Outro setor que sofre com a comercialização de produtos ilícitos na internet é o farmacêutico, muito regulado no Brasil. “Há uma grande oferta de produtos que prometem soluções milagrosas, como emagrecimento, calvície e disfunções sexuais. São produtos oferecidos como medicamentos, sem controle algum de eficácia, disponíveis ao público em geral no ambiente online”, relata o coordenador da CNI.
Soluções contra irregularidades no e-commerce
Diversas medidas estão sendo adotadas em conjunto pelo governo federal e por empresas para combater o comércio eletrônico de itens ilegais. Dentre elas estão as ações do Conselho Nacional de Combate à Pirataria e Delitos de Propriedade Intelectual (CNCP), instância do Ministério da Justiça que trata de todo tipo de ilícitos no comércio.
“O CNCP tem tido uma atuação fundamental e indispensável”, avalia Renato Jardim, da Ápice. “Ele tem promovido diálogo entre atores do governo e o setor privado, o que traz um grande ganho para a eficiência do emprego dos recursos disponíveis para combater a venda de produtos ilegais”, avalia.
De acordo com Fernando Pimentel, o CNCP é importante foro de debate e proposições. “O órgão tem um lado de repressão e de combate ao crime e outro de conscientização do consumidor para que ele não compre produtos ilegais”, destaca, lembrando que o combate à pirataria passa, também, por um processo educacional da população.
A CNI também faz parte das entidades que apoiam o CNCP. “Vemos com bons olhos o protagonismo do Conselho nas ações de repressão ao comércio ilegal no Brasil”, destaca o superintendente de Desenvolvimento Industrial da CNI, João Emílio Gonçalves.

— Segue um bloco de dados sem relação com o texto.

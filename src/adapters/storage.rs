use crate::domain::ports::Storage;
use crate::utils::error::Result;
use std::fs;
use std::path::{Path, PathBuf};

#[derive(Debug, Clone)]
pub struct LocalStorage {
    base_path: String,
}

impl LocalStorage {
    pub fn new(base_path: impl Into<String>) -> Self {
        Self {
            base_path: base_path.into(),
        }
    }
}

impl Storage for LocalStorage {
    async fn read_file(&self, path: &str) -> Result<Vec<u8>> {
        let data = fs::read(self.resolve(path))?;
        Ok(data)
    }

    async fn write_file(&self, path: &str, data: &[u8]) -> Result<()> {
        let full_path = self.resolve(path);

        if let Some(parent) = full_path.parent() {
            fs::create_dir_all(parent)?;
        }

        // 同名檔案直接覆寫
        fs::write(&full_path, data)?;
        tracing::debug!("💾 Wrote {} bytes to {}", data.len(), full_path.display());
        Ok(())
    }

    fn resolve(&self, path: &str) -> PathBuf {
        Path::new(&self.base_path).join(path)
    }
}
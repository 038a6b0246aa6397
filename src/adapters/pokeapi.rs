use crate::domain::model::PokemonRecord;
use crate::domain::ports::PokemonLookup;
use crate::utils::error::{ReportError, Result};
use async_trait::async_trait;
use reqwest::{Client, StatusCode};
use serde::Deserialize;
use std::time::Duration;

pub const DEFAULT_LOOKUP_ENDPOINT: &str = "https://pokeapi.co/api/v2/pokemon/{name}";

const SERVICE: &str = "pokeapi";

#[derive(Debug, Deserialize)]
struct PokeApiPokemon {
    name: String,
    height: u32,
    weight: u32,
    #[serde(default)]
    abilities: Vec<AbilitySlot>,
}

#[derive(Debug, Deserialize)]
struct AbilitySlot {
    ability: NamedResource,
}

#[derive(Debug, Deserialize)]
struct NamedResource {
    name: String,
}

impl From<PokeApiPokemon> for PokemonRecord {
    fn from(pokemon: PokeApiPokemon) -> Self {
        Self {
            name: pokemon.name,
            height: pokemon.height,
            weight: pokemon.weight,
            abilities: pokemon
                .abilities
                .into_iter()
                .map(|slot| slot.ability.name)
                .collect(),
        }
    }
}

/// PokéAPI 查詢客戶端
pub struct PokeApiClient {
    client: Client,
    endpoint: String,
    timeout: Option<Duration>,
}

impl PokeApiClient {
    /// `endpoint` is a URL template with a `{name}` placeholder.
    pub fn new(endpoint: impl Into<String>) -> Self {
        Self::with_client(Client::new(), endpoint)
    }

    pub fn with_client(client: Client, endpoint: impl Into<String>) -> Self {
        Self {
            client,
            endpoint: endpoint.into(),
            timeout: None,
        }
    }

    pub fn with_timeout(mut self, timeout: Option<Duration>) -> Self {
        self.timeout = timeout;
        self
    }

    /// 替換端點中的 `{name}` 佔位符
    fn build_endpoint(&self, name: &str) -> String {
        let encoded: String = url::form_urlencoded::byte_serialize(name.trim().as_bytes())
            .collect::<String>()
            .replace('+', "%20");
        self.endpoint.replace("{name}", &encoded)
    }
}

#[async_trait]
impl PokemonLookup for PokeApiClient {
    async fn get_info(&self, name: &str) -> Result<Option<PokemonRecord>> {
        let endpoint = self.build_endpoint(name);
        tracing::debug!("📡 Looking up '{}' at {}", name, endpoint);

        let mut request = self.client.get(&endpoint);
        if let Some(timeout) = self.timeout {
            request = request.timeout(timeout);
        }

        let response = request.send().await?;
        let status = response.status();
        tracing::debug!("📡 {} response status: {}", SERVICE, status);

        if status == StatusCode::NOT_FOUND {
            tracing::info!("🔍 '{}' is unknown to {}", name, SERVICE);
            return Ok(None);
        }

        if !status.is_success() {
            return Err(ReportError::ServiceError {
                service: SERVICE.to_string(),
                status: status.as_u16(),
                message: status
                    .canonical_reason()
                    .unwrap_or("unexpected status")
                    .to_string(),
            });
        }

        let body = response.text().await?;
        let pokemon: PokeApiPokemon =
            serde_json::from_str(&body).map_err(|e| ReportError::UnexpectedResponse {
                service: SERVICE.to_string(),
                message: e.to_string(),
            })?;

        let record = PokemonRecord::from(pokemon);
        tracing::info!(
            "✅ Found {} (height {}, weight {}, {} abilities)",
            record.name,
            record.height,
            record.weight,
            record.abilities.len()
        );
        Ok(Some(record))
    }
}
//! Periodic inference over the latest non-ground cloud.
//!
//! Each cycle snapshots the [`CloudSlot`], hands the cloud to the detection
//! engine and reads back its detections. At most one cycle touches the
//! engine at a time: a cycle that finds another in flight is skipped, never
//! queued. When inference fails the previous detection list is republished.

use std::sync::Arc;
use std::time::Instant;

use parking_lot::Mutex;

use crate::core::types::{Detection, DetectionList};
use crate::engine::DetectionEngine;
use crate::state::{CloudSlot, Snapshot};

/// How a cycle ended.
#[derive(Debug, Clone, Copy, PartialEq, Eq)]
pub enum CycleOutcome {
    /// Inference succeeded; detections are new.
    Fresh,
    /// Inference failed; detections are the previous cycle's.
    Stale,
    /// Another cycle was still running; the engine was not touched.
    Skipped,
}

/// Result of one cycle.
#[derive(Debug, Clone)]
pub struct CycleReport {
    pub outcome: CycleOutcome,
    /// Points handed to the engine (0 when skipped)
    pub input_points: usize,
    /// Detections to publish this tick (empty when skipped)
    pub detections: DetectionList,
}

/// Engine plus the last list it produced.
struct EngineState {
    engine: Box<dyn DetectionEngine>,
    retained: DetectionList,
}

/// Owner of the detection engine.
pub struct InferenceCycle {
    state: Mutex<EngineState>,
    slot: Arc<CloudSlot>,
    sensor_frame: String,
}

impl InferenceCycle {
    /// Wrap an initialized engine.
    pub fn new(engine: Box<dyn DetectionEngine>, slot: Arc<CloudSlot>, sensor_frame: &str) -> Self {
        Self {
            state: Mutex::new(EngineState {
                engine,
                retained: Vec::new(),
            }),
            slot,
            sensor_frame: sensor_frame.to_string(),
        }
    }

    /// Snapshot the slot and run one cycle.
    pub fn run(&self) -> CycleReport {
        self.run_with(self.slot.snapshot())
    }

    /// Run one cycle on an already taken snapshot.
    ///
    /// An empty slot still runs inference, on an empty cloud.
    pub fn run_with(&self, snapshot: Snapshot) -> CycleReport {
        let Some(mut state) = self.state.try_lock() else {
            log::debug!("Inference still in flight, skipping cycle");
            return CycleReport {
                outcome: CycleOutcome::Skipped,
                input_points: 0,
                detections: Vec::new(),
            };
        };

        let cloud = snapshot.into_cloud_or_empty(&self.sensor_frame);
        let input_points = cloud.len();

        let start = Instant::now();
        state.engine.set_input_cloud(cloud);
        let result = state.engine.infer();
        log::debug!(
            "Inference on {} points took {:.1} ms",
            input_points,
            start.elapsed().as_secs_f64() * 1000.0
        );

        let outcome = match result {
            Ok(()) => {
                state.retained = state.engine.detections().to_vec();
                CycleOutcome::Fresh
            }
            Err(e) => {
                log::error!("Inference failed: {}", e);
                CycleOutcome::Stale
            }
        };

        CycleReport {
            outcome,
            input_points,
            detections: state.retained.clone(),
        }
    }

    /// Detections from the last successful inference.
    ///
    /// Blocks while a cycle is running.
    pub fn last_detections(&self) -> Vec<Detection> {
        self.state.lock().retained.clone()
    }

    /// Name of the wrapped engine.
    pub fn engine_name(&self) -> &'static str {
        self.state.lock().engine.name()
    }
}

#[cfg(test)]
mod tests {
    use super::*;
    use crate::core::types::PointCloud;
    use crate::engine::{EngineConfig, MockEngine};

    fn sample() -> Vec<Detection> {
        vec![Detection::new(3.0, 1.0, 0.0, 1.0, 1.0, 1.0, 0.6)]
    }

    fn create_cycle(engine: MockEngine) -> (InferenceCycle, Arc<CloudSlot>) {
        let mut engine = engine;
        engine.init(&EngineConfig::default()).unwrap();
        let slot = Arc::new(CloudSlot::new());
        let cycle = InferenceCycle::new(Box::new(engine), Arc::clone(&slot), "os_sensor");
        (cycle, slot)
    }

    #[test]
    fn test_fresh_cycle() {
        let (cycle, slot) = create_cycle(MockEngine::new().with_detections(sample()));
        let mut cloud = PointCloud::new("os_sensor");
        cloud.push_xyz(3.0, 1.0, 0.0);
        slot.publish(cloud);

        let report = cycle.run();
        assert_eq!(report.outcome, CycleOutcome::Fresh);
        assert_eq!(report.input_points, 1);
        assert_eq!(report.detections, sample());
    }

    #[test]
    fn test_empty_slot_still_infers() {
        let engine = MockEngine::new().with_detections(sample());
        let counters = engine.counters();
        let (cycle, _slot) = create_cycle(engine);

        let report = cycle.run();
        assert_eq!(report.outcome, CycleOutcome::Fresh);
        assert_eq!(report.input_points, 0);
        assert_eq!(
            counters
                .infer_calls
                .load(std::sync::atomic::Ordering::SeqCst),
            1
        );
    }

    #[test]
    fn test_failure_republishes_previous() {
        let (cycle, _slot) =
            create_cycle(MockEngine::new().with_detections(sample()).with_fail_every(2));

        let first = cycle.run();
        assert_eq!(first.outcome, CycleOutcome::Fresh);

        let second = cycle.run();
        assert_eq!(second.outcome, CycleOutcome::Stale);
        assert_eq!(second.detections, first.detections);
        assert_eq!(cycle.last_detections(), sample());
    }

    #[test]
    fn test_failure_before_any_success_is_empty() {
        let (cycle, _slot) = create_cycle(MockEngine::new().with_fail_every(1));
        let report = cycle.run();
        assert_eq!(report.outcome, CycleOutcome::Stale);
        assert!(report.detections.is_empty());
    }

    #[test]
    fn test_engine_name() {
        let (cycle, _slot) = create_cycle(MockEngine::new());
        assert_eq!(cycle.engine_name(), "mock");
    }
}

“Além disso, recebemos com entusiasmo o guia de boas práticas e temos estimulado as empresas fazerem sua adesão a esse novo protocolo, que é voluntário”, sugere.
Guias orientam no combate à pirataria
O Guia de Boas Práticas e Orientações às Plataformas de Comércio Eletrônico foi lançado em abril de 2020 com o objetivo de implantar medidas repressivas e preventivas no combate à venda de produtos piratas, contrabandeados ou que violem a propriedade intelectual.
O documento reúne sugestões e ponderações dos titulares de direito (representantes dos detentores dos direitos de propriedade intelectual) e das plataformas de comércio eletrônico, visando à formação de parcerias para o desenvolvimento de um ambiente digital de negócios saudável e competitivo.
Em agosto de 2020, o CNCP lançou um segundo documento, o Guia de Boas Práticas e Orientações para a Implementação de Medidas de Combate à Pirataria pelos Provedores de Serviços de Pagamento. O objetivo é reunir práticas para inviabilizar o recebimento de receitas oriundas da venda de bens, dispositivos e serviços que violem a propriedade intelectual.
“Esse segundo guia trata da parte financeira do processo de compra e venda, já que o comprador realiza o pagamento por meio de alguma ferramenta ou empresa especializada nessa área. O casamento dos dois guias foi uma ideia muito interessante, com efeitos complementares um ao outro”, elogia Renato Jardim.